- Дело в следующем. Мы должны, наконец, прямо поставить вопрос: выпустим ли мы из рук фабрики, выпустим ли из рук страну, выпустим ли из рук власть?
Он умолкает и ждет ответа.
Молчание.
Люди сидят, опустив головы.
Молчание. Пойтек тоже молчит. Он стоит неподвижно. Его добрые глаза лихорадочно блестят.
Молчание. Рабочие думают. Этот простой вопрос поразил всех своей неожиданностью. Ну да - в этом, понятно, все дело. Но кто об этом думал? Кунфи всегда лишь говорил, что диктатуру мы должны осуществлять как-то иначе. Бем… Фельнер… Каждый говорил лишь, что "иначе". Говорили, что Антанта пошлет продовольствие - мясо и жиры, платье и обувь, гм… Но что это "иначе" обозначает: выпустить из рук?! Отказаться от социализма, вернуться вспять?.. Тяжкий, тяжкий вопрос!
У Пойтека вырывается нетерпеливый жест, и снова звучит его голос. Ничего нового он не добавляет. Он попросту повторяет свой вопрос.

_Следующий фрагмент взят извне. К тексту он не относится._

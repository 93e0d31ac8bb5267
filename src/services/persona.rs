use std::collections::{HashMap, HashSet};
use std::sync::Arc;

use chrono::{DateTime, Utc};

use crate::{
    error::{AppError, AppResult},
    models::{InteractionEvent, PersonaVector, Video},
    services::{embeddings::EmbeddingGateway, store::Store},
};

/// Orders events so the strongest signals survive truncation: liked first,
/// then longest watch, then most recent.
pub fn order_for_persona(mut events: Vec<InteractionEvent>, limit: usize) -> Vec<InteractionEvent> {
    events.sort_by(|a, b| {
        b.liked
            .cmp(&a.liked)
            .then_with(|| {
                let a_watch = a.watch_time.unwrap_or(f64::NEG_INFINITY);
                let b_watch = b.watch_time.unwrap_or(f64::NEG_INFINITY);
                b_watch.total_cmp(&a_watch)
            })
            .then_with(|| b.created_at.cmp(&a.created_at))
    });
    events.truncate(limit);
    events
}

/// Arithmetic mean per dimension.
///
/// The first vector fixes the dimension; vectors of any other length are
/// skipped. Returns `None` when there is nothing to pool.
pub fn mean_pool(embeddings: &[Vec<f32>]) -> Option<Vec<f32>> {
    let dimension = embeddings.iter().map(Vec::len).find(|len| *len > 0)?;

    let mut sum = vec![0.0_f64; dimension];
    let mut count = 0usize;
    for embedding in embeddings {
        if embedding.len() != dimension {
            tracing::warn!(
                expected = dimension,
                actual = embedding.len(),
                "Skipping embedding with mismatched dimension"
            );
            continue;
        }
        for (acc, value) in sum.iter_mut().zip(embedding) {
            *acc += f64::from(*value);
        }
        count += 1;
    }

    Some(sum.into_iter().map(|total| (total / count as f64) as f32).collect())
}

/// Derives and maintains one persona vector per user
pub struct PersonaManager {
    store: Arc<dyn Store>,
    gateway: Arc<dyn EmbeddingGateway>,
    ttl: chrono::Duration,
    history_limit: usize,
}

impl PersonaManager {
    pub fn new(
        store: Arc<dyn Store>,
        gateway: Arc<dyn EmbeddingGateway>,
        ttl: chrono::Duration,
        history_limit: usize,
    ) -> Self {
        Self {
            store,
            gateway,
            ttl,
            history_limit,
        }
    }

    /// Returns the user's persona vector, recomputing it when missing or older
    /// than the TTL.
    ///
    /// `None` means cold start: the user has no usable history, or the
    /// recomputation failed and there was no earlier vector to fall back to.
    /// This never returns an error.
    pub async fn get_or_create_persona_vector(&self, user_id: i64) -> Option<PersonaVector> {
        self.get_or_create_at(user_id, Utc::now()).await
    }

    async fn get_or_create_at(&self, user_id: i64, now: DateTime<Utc>) -> Option<PersonaVector> {
        let stored = match self.store.persona_vector(user_id).await {
            Ok(stored) => stored,
            Err(e) => {
                tracing::warn!(user_id, error = %e, "Persona lookup failed, recomputing");
                None
            }
        };

        if let Some(persona) = &stored {
            if persona.is_fresh(now, self.ttl) {
                tracing::debug!(user_id, "Persona vector cache hit");
                return stored;
            }
        }

        match self.recompute(user_id, now).await {
            Ok(Some(persona)) => Some(persona),
            Ok(None) => {
                tracing::info!(user_id, "No interaction history, persona unavailable");
                None
            }
            Err(e) => {
                tracing::warn!(
                    user_id,
                    error = %e,
                    reusing_stale = stored.is_some(),
                    "Persona recomputation failed"
                );
                stored
            }
        }
    }

    async fn recompute(&self, user_id: i64, now: DateTime<Utc>) -> AppResult<Option<PersonaVector>> {
        let events = self
            .store
            .recent_interactions(user_id, self.history_limit)
            .await?;
        let events = order_for_persona(events, self.history_limit);
        if events.is_empty() {
            return Ok(None);
        }

        let mut seen = HashSet::new();
        let video_ids: Vec<i64> = events
            .iter()
            .map(|event| event.video_id)
            .filter(|id| seen.insert(*id))
            .collect();

        let mut videos: HashMap<i64, Video> = self
            .store
            .videos_by_ids(&video_ids)
            .await?
            .into_iter()
            .map(|video| (video.id, video))
            .collect();
        let texts: Vec<String> = video_ids
            .iter()
            .filter_map(|id| videos.remove(id))
            .map(|video| video.embedding_text())
            .collect();
        if texts.is_empty() {
            return Err(AppError::NotFound(format!(
                "none of the {} interacted videos exist",
                video_ids.len()
            )));
        }

        let embeddings: Vec<Vec<f32>> = self
            .gateway
            .embed_batch(&texts)
            .await?
            .into_iter()
            .flatten()
            .collect();
        let failed = texts.len() - embeddings.len();
        if failed > 0 {
            tracing::warn!(user_id, failed, total = texts.len(), "Some item embeddings failed");
        }

        let vector = mean_pool(&embeddings).ok_or_else(|| {
            AppError::Embedding(format!("no embeddings returned for user {}", user_id))
        })?;

        let persona = PersonaVector {
            user_id,
            vector,
            updated_at: now,
        };
        self.store.upsert_persona_vector(&persona).await?;

        tracing::info!(
            user_id,
            events = events.len(),
            pooled = embeddings.len(),
            dimension = persona.vector.len(),
            "Persona vector recomputed"
        );

        Ok(Some(persona))
    }
}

Молчание. Все взгляды устремлены на Пойтека. Зал почти погружен в темноту. У меня такое ощущение, что взгляды светятся.
Выпустить из рук?..
- Нет!
Сперва один голос, потом другой, и вот уже говорит вся рабочая масса, пролетариат.
- Нет!
Слова Пойтека явились ответом на многие мучительные вопросы - на те вопросы, которыми прежние вожди рабочих затуманили их сознание и внесли некоторое колебание в рядах армии революции:
"Зачем нужен террор? Чтобы прийти к социализму?"
"Зачем нужна война?"
"Почему Россия, а не просвещенный Запад?"
"Должен ли правящий класс питаться тыквой и ячменной похлебкой?"
Все это нашло свой ответ в вопросе Пойтека.
- Нет! Нет! Нет!
Я поворачиваю выключатель. Все вскакивают со скамей. Все кричат, все потрясают кулаками. Фельнер бледен. В эту минуту он в зале единственный социал-демократ.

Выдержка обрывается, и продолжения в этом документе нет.